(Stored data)
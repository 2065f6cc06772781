//! Runner behaviour against a stub browser

mod common;

use std::collections::HashMap;
use std::sync::Arc;
use std::time::Duration;

use test_case::test_case;
use uicheck_e2e::report::ArtifactKind;
use uicheck_e2e::{Presence, RunnerConfig, Scenario, ScenarioRunner, ScenarioStatus};

use common::{PageModel, StubDriver};

fn runner_with(driver: &Arc<StubDriver>, out_dir: &std::path::Path, config: RunnerConfig) -> ScenarioRunner {
    ScenarioRunner::new(
        driver.clone(),
        RunnerConfig {
            out_dir: out_dir.to_path_buf(),
            ..config
        },
    )
}

fn scenario(yaml: &str) -> Scenario {
    Scenario::from_yaml(yaml).unwrap().remove(0)
}

const LOGIN: &str = r##"
name: login
steps:
  - action: navigate
    url: /login
  - action: fill
    target: "#email"
    value: a@b.com
  - action: fill
    target: "#pass"
    value: x
  - action: click
    target: button[type=submit]
  - action: wait_for_selector
    selector: .dashboard
    timeout_ms: 5000
"##;

#[tokio::test]
async fn test_empty_scenario_passes() {
    let out = tempfile::tempdir().unwrap();
    let driver = Arc::new(StubDriver::new(PageModel::default()));
    let runner = runner_with(&driver, out.path(), RunnerConfig::default());

    let report = runner.run(&scenario("name: nothing\n")).await;

    assert_eq!(report.status, ScenarioStatus::Passed);
    assert!(report.steps.is_empty());
    assert!(report.artifacts.is_empty());
    assert_eq!(driver.spy.opened(), 1);
    assert_eq!(driver.spy.closed(), 1);
}

#[tokio::test]
async fn test_login_passes_when_every_condition_holds() {
    let out = tempfile::tempdir().unwrap();
    let driver = Arc::new(StubDriver::new(PageModel::default()));
    let runner = runner_with(&driver, out.path(), RunnerConfig::default());

    let report = runner.run(&scenario(LOGIN)).await;

    assert_eq!(report.status, ScenarioStatus::Passed);
    assert_eq!(report.steps.len(), 5);
    assert!(report.steps.iter().all(|s| s.success));
    assert_eq!(report.failing_step, None);
    assert_eq!(
        driver.spy.calls()[..4],
        [
            "goto:http://localhost:3000/login",
            "fill:#email=a@b.com",
            "fill:#pass=x",
            "click:button[type=submit]",
        ]
    );
    assert_eq!(driver.spy.closed(), 1);
}

#[tokio::test(start_paused = true)]
async fn test_login_times_out_when_dashboard_never_appears() {
    let out = tempfile::tempdir().unwrap();
    let model = PageModel::default().with(".dashboard", Presence::Absent);
    let driver = Arc::new(StubDriver::new(model));
    let runner = runner_with(&driver, out.path(), RunnerConfig::default());

    let report = runner.run(&scenario(LOGIN)).await;

    assert_eq!(report.status, ScenarioStatus::Timeout);
    assert_eq!(report.failing_step, Some(4));
    assert_eq!(report.steps.len(), 5);
    assert_eq!(report.steps[4].error_kind.as_deref(), Some("timeout"));

    let diagnostic: Vec<_> = report
        .artifacts
        .iter()
        .filter(|a| a.kind == ArtifactKind::Diagnostic)
        .collect();
    assert_eq!(diagnostic.len(), 1);
    assert_eq!(diagnostic[0].path, out.path().join("login-4.png"));
    assert!(diagnostic[0].path.exists());
    assert!(diagnostic[0].sha256.is_some());
    assert_eq!(driver.spy.closed(), 1);
}

#[test_case(0 ; "first step")]
#[test_case(2 ; "middle step")]
#[test_case(4 ; "last step")]
#[tokio::test]
async fn test_fail_fast_stops_after_failing_step(k: usize) {
    let out = tempfile::tempdir().unwrap();
    let failing = format!("#s{}", k);
    let model = PageModel::default().with(&failing, Presence::Absent);
    let driver = Arc::new(StubDriver::new(model));
    let runner = runner_with(&driver, out.path(), RunnerConfig::default());

    let steps: String = (0..5)
        .map(|i| format!("  - action: assert_visible\n    target: \"#s{}\"\n", i))
        .collect();
    let report = runner
        .run(&scenario(&format!("name: steps\nsteps:\n{}", steps)))
        .await;

    assert_eq!(report.status, ScenarioStatus::Failed);
    assert_eq!(report.steps.len(), k + 1);
    assert_eq!(report.failing_step, Some(k));
    assert!(report.error.as_deref().unwrap().contains("not in the DOM"));

    // Steps after k never touched the page.
    let probes: Vec<_> = driver
        .spy
        .calls()
        .into_iter()
        .filter(|c| c.starts_with("probe:"))
        .collect();
    let expected: Vec<_> = (0..=k).map(|i| format!("probe:#s{}", i)).collect();
    assert_eq!(probes, expected);
    assert_eq!(driver.spy.closed(), 1);
}

#[tokio::test]
async fn test_panicking_step_is_errored_and_session_released() {
    let out = tempfile::tempdir().unwrap();
    let model = PageModel {
        panic_on_click: vec!["#boom".to_string()],
        ..Default::default()
    };
    let driver = Arc::new(StubDriver::new(model));
    let runner = runner_with(&driver, out.path(), RunnerConfig::default());

    let report = runner
        .run(&scenario(
            "name: crash\nsteps:\n  - action: click\n    target: \"#boom\"\n  - action: go_back\n",
        ))
        .await;

    assert_eq!(report.status, ScenarioStatus::Errored);
    assert_eq!(report.steps.len(), 1);
    assert!(report.error.unwrap().contains("stub page crashed"));
    assert_eq!(driver.spy.closed(), 1);
    assert!(!driver.spy.calls().contains(&"go_back".to_string()));
}

#[tokio::test]
async fn test_panic_in_terminal_expectation_still_releases_session() {
    let out = tempfile::tempdir().unwrap();
    let model = PageModel {
        panic_on_probe: vec!["#x".to_string()],
        ..Default::default()
    };
    let driver = Arc::new(StubDriver::new(model));
    let runner = runner_with(&driver, out.path(), RunnerConfig::default());

    let suite = runner
        .run_all(vec![scenario("name: e\nexpect:\n  visible: \"#x\"\n")])
        .await;

    let report = &suite.reports[0];
    assert_eq!(report.status, ScenarioStatus::Errored);
    assert!(report.error.as_deref().unwrap().contains("stub page crashed probing #x"));
    assert_eq!(driver.spy.opened(), 1);
    assert_eq!(driver.spy.closed(), 1);
}

#[tokio::test(start_paused = true)]
async fn test_wait_rides_out_probe_errors_during_navigation() {
    let out = tempfile::tempdir().unwrap();
    let model = PageModel {
        failing_probes: 3,
        ..Default::default()
    };
    let driver = Arc::new(StubDriver::new(model));
    let runner = runner_with(&driver, out.path(), RunnerConfig::default());

    let report = runner.run(&scenario(LOGIN)).await;

    assert_eq!(report.status, ScenarioStatus::Passed);
    let probes = driver.spy.calls().iter().filter(|c| c.starts_with("probe:")).count();
    assert_eq!(probes, 4);
}

#[tokio::test(start_paused = true)]
async fn test_wait_reports_last_probe_error_on_timeout() {
    let out = tempfile::tempdir().unwrap();
    let model = PageModel {
        failing_probes: usize::MAX,
        ..Default::default()
    };
    let driver = Arc::new(StubDriver::new(model));
    let runner = runner_with(&driver, out.path(), RunnerConfig::default());

    let report = runner.run(&scenario(LOGIN)).await;

    assert_eq!(report.status, ScenarioStatus::Timeout);
    assert_eq!(report.failing_step, Some(4));
    let error = report.steps[4].error.as_deref().unwrap();
    assert!(error.contains(".dashboard"));
    assert!(error.contains("last error: Unexpected error: Execution context was destroyed"));
}

#[tokio::test]
async fn test_accepted_dialogs_land_in_step_log() {
    let out = tempfile::tempdir().unwrap();
    let model = PageModel {
        click_dialogs: HashMap::from([("#book".to_string(), "Réservation confirmée".to_string())]),
        ..Default::default()
    };
    let driver = Arc::new(StubDriver::new(model));
    let runner = runner_with(&driver, out.path(), RunnerConfig::default());

    let report = runner
        .run(&scenario(
            "name: booking\nsteps:\n  - action: click\n    target: \"#book\"\n  - action: go_back\n",
        ))
        .await;

    assert_eq!(report.status, ScenarioStatus::Passed);
    assert_eq!(report.steps[0].dialogs, vec!["Réservation confirmée".to_string()]);
    assert!(report.steps[1].dialogs.is_empty());
}

#[tokio::test(start_paused = true)]
async fn test_overall_deadline_times_out_scenario() {
    let out = tempfile::tempdir().unwrap();
    let model = PageModel {
        hang_on_click: vec!["#spinner".to_string()],
        ..Default::default()
    };
    let driver = Arc::new(StubDriver::new(model));
    let runner = runner_with(
        &driver,
        out.path(),
        RunnerConfig {
            default_timeout: Duration::from_secs(60),
            deadline: Some(Duration::from_secs(2)),
            ..Default::default()
        },
    );

    let report = runner
        .run(&scenario(
            "name: stuck\nbest_effort: true\nsteps:\n  - action: click\n    target: \"#spinner\"\n  - action: go_back\n",
        ))
        .await;

    assert_eq!(report.status, ScenarioStatus::Timeout);
    assert_eq!(report.failing_step, Some(0));
    assert!(report.error.unwrap().contains("overall deadline"));
    // Deadline stops even a best-effort scenario.
    assert_eq!(report.steps.len(), 1);
    assert_eq!(driver.spy.closed(), 1);
}

#[tokio::test]
async fn test_best_effort_keeps_going() {
    let out = tempfile::tempdir().unwrap();
    let model = PageModel::default().with("#missing", Presence::Absent);
    let driver = Arc::new(StubDriver::new(model));
    let runner = runner_with(&driver, out.path(), RunnerConfig::default());

    let report = runner
        .run(&scenario(
            r##"
name: tolerant
best_effort: true
steps:
  - action: assert_visible
    target: "#here"
  - action: click
    target: "#missing"
  - action: screenshot
"##,
        ))
        .await;

    assert_eq!(report.status, ScenarioStatus::Failed);
    assert_eq!(report.steps.len(), 3);
    assert_eq!(report.failing_step, Some(1));
    assert_eq!(report.steps[1].error_kind.as_deref(), Some("element_not_found"));
    assert!(report.steps[2].success);
    assert_eq!(
        report.steps[2].screenshot_path.as_deref(),
        Some(out.path().join("tolerant-2.png").as_path())
    );
    let kinds: Vec<_> = report.artifacts.iter().map(|a| a.kind).collect();
    assert_eq!(kinds, vec![ArtifactKind::Diagnostic, ArtifactKind::Screenshot]);
}

#[tokio::test]
async fn test_visibility_assertions_tell_hidden_from_absent() {
    let out = tempfile::tempdir().unwrap();
    let model = PageModel::default()
        .with("text=\"Province\"", Presence::Hidden)
        .with("#gone", Presence::Absent);
    let driver = Arc::new(StubDriver::new(model));
    let runner = runner_with(&driver, out.path(), RunnerConfig::default());

    let hidden_ok = r##"
name: hidden
steps:
  - action: assert_hidden
    target: { text: Province, exact: true }
  - action: assert_hidden
    target: "#gone"
  - action: assert_absent
    target: "#gone"
"##;
    assert_eq!(runner.run(&scenario(hidden_ok)).await.status, ScenarioStatus::Passed);

    let absent_fails = r##"
name: absent
steps:
  - action: assert_absent
    target: { text: Province, exact: true }
"##;
    let report = runner.run(&scenario(absent_fails)).await;
    assert_eq!(report.status, ScenarioStatus::Failed);
    assert!(report.error.unwrap().contains("present in the DOM"));

    let visible_fails = r##"
name: visible
steps:
  - action: assert_visible
    target: { text: Province, exact: true }
"##;
    let report = runner.run(&scenario(visible_fails)).await;
    assert!(report.error.unwrap().contains("in the DOM but not visible"));
}

#[tokio::test]
async fn test_url_steps_and_terminal_expectation() {
    let out = tempfile::tempdir().unwrap();
    let mut model = PageModel::default();
    model.click_navigates.insert(
        "role=button[name=Réserver]".to_string(),
        "http://localhost:3000/checkout?session=1".to_string(),
    );
    let driver = Arc::new(StubDriver::new(model));
    let runner = runner_with(&driver, out.path(), RunnerConfig::default());

    let booking = r##"
name: booking
url: /formation/42
expect:
  url_matches: /checkout
  visible: "#vatNumber"
steps:
  - action: assert_url_matches
    pattern: /formation/\d+$
  - action: click
    target: { role: button, name: Réserver }
  - action: wait_for_url
    pattern: /checkout
    timeout_ms: 1000
"##;
    let report = runner.run(&scenario(booking)).await;
    assert_eq!(report.status, ScenarioStatus::Passed, "{:?}", report.error);
    assert_eq!(report.steps.len(), 3);

    let wrong_expectation = r##"
name: booking-expect
url: /formation/42
expect:
  url_matches: /confirmation
"##;
    let report = runner.run(&scenario(wrong_expectation)).await;
    assert_eq!(report.status, ScenarioStatus::Failed);
    assert_eq!(report.failing_step, None);
    assert!(report.error.unwrap().starts_with("terminal expectation"));
    assert_eq!(report.artifacts.len(), 1);
    assert_eq!(driver.spy.closed(), 2);
}

#[tokio::test(start_paused = true)]
async fn test_run_all_keeps_input_order_when_concurrent() {
    let out = tempfile::tempdir().unwrap();
    let mut model = PageModel::default();
    for (target, ms) in [("#slow", 300), ("#medium", 200), ("#fast", 100)] {
        model
            .click_delay
            .insert(target.to_string(), Duration::from_millis(ms));
    }
    let driver = Arc::new(StubDriver::new(model));
    let runner = runner_with(
        &driver,
        out.path(),
        RunnerConfig {
            jobs: 3,
            ..Default::default()
        },
    );

    let scenarios: Vec<Scenario> = ["slow", "medium", "fast"]
        .iter()
        .map(|name| scenario(&format!("name: {0}\nsteps:\n  - action: click\n    target: \"#{0}\"\n", name)))
        .collect();

    let suite = runner.run_all(scenarios).await;

    let names: Vec<_> = suite.reports.iter().map(|r| r.scenario.as_str()).collect();
    assert_eq!(names, ["slow", "medium", "fast"]);
    assert_eq!(suite.passed, 3);
    assert_eq!(suite.exit_code(), 0);
    // Ran side by side: well under the 600ms a sequential run takes.
    assert!(suite.duration_ms < 600, "took {} ms", suite.duration_ms);
    assert_eq!(driver.spy.opened(), 3);
    assert_eq!(driver.spy.closed(), 3);
}

#[tokio::test]
async fn test_run_all_survives_setup_failure() {
    let out = tempfile::tempdir().unwrap();
    let driver = Arc::new(StubDriver::new(PageModel::default()).failing_setup_for("/broken"));
    let runner = runner_with(&driver, out.path(), RunnerConfig::default());

    let scenarios = Scenario::from_yaml(
        r##"
version: 1
scenarios:
  - name: first
    url: /ok
  - name: broken
    url: /broken
  - name: last
    url: /ok
"##,
    )
    .unwrap();

    let suite = runner.run_all(scenarios).await;

    let statuses: Vec<_> = suite.reports.iter().map(|r| r.status).collect();
    assert_eq!(
        statuses,
        [ScenarioStatus::Passed, ScenarioStatus::Errored, ScenarioStatus::Passed]
    );
    assert!(suite.reports[1].error.as_deref().unwrap().contains("chromium did not start"));
    assert_eq!(suite.exit_code(), 1);
    // No session was opened for the broken scenario, so none to close.
    assert_eq!(driver.spy.opened(), 2);
    assert_eq!(driver.spy.closed(), 2);
}

#[tokio::test]
async fn test_results_file_written() {
    let out = tempfile::tempdir().unwrap();
    let driver = Arc::new(StubDriver::new(PageModel::default()));
    let runner = runner_with(&driver, out.path(), RunnerConfig::default());

    let suite = runner.run_all(vec![scenario(LOGIN)]).await;
    let path = suite.write(out.path()).unwrap();

    let json: serde_json::Value = serde_json::from_str(&std::fs::read_to_string(path).unwrap()).unwrap();
    assert_eq!(json["total"], 1);
    assert_eq!(json["reports"][0]["status"], "passed");
    assert_eq!(json["reports"][0]["steps"].as_array().unwrap().len(), 5);
}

WORK INSTRUCTIONS: Both the first line of the records above and the line containing "config: RunnerConfig) ->" are to be transcribed exactly, together with every line between them, and nothing else.

TASK SOLUTION:
repository 2065f6cc06772781
//! Runner behaviour against a stub browser

mod common;

use std::collections::HashMap;
use std::sync::Arc;
use std::time::Duration;

use test_case::test_case;
use uicheck_e2e::report::ArtifactKind;
use uicheck_e2e::{Presence, RunnerConfig, Scenario, ScenarioRunner, ScenarioStatus};

use common::{PageModel, StubDriver};

fn runner_with(driver: &Arc<StubDriver>, out_dir: &std::path::Path, config: RunnerConfig) -> ScenarioRunner {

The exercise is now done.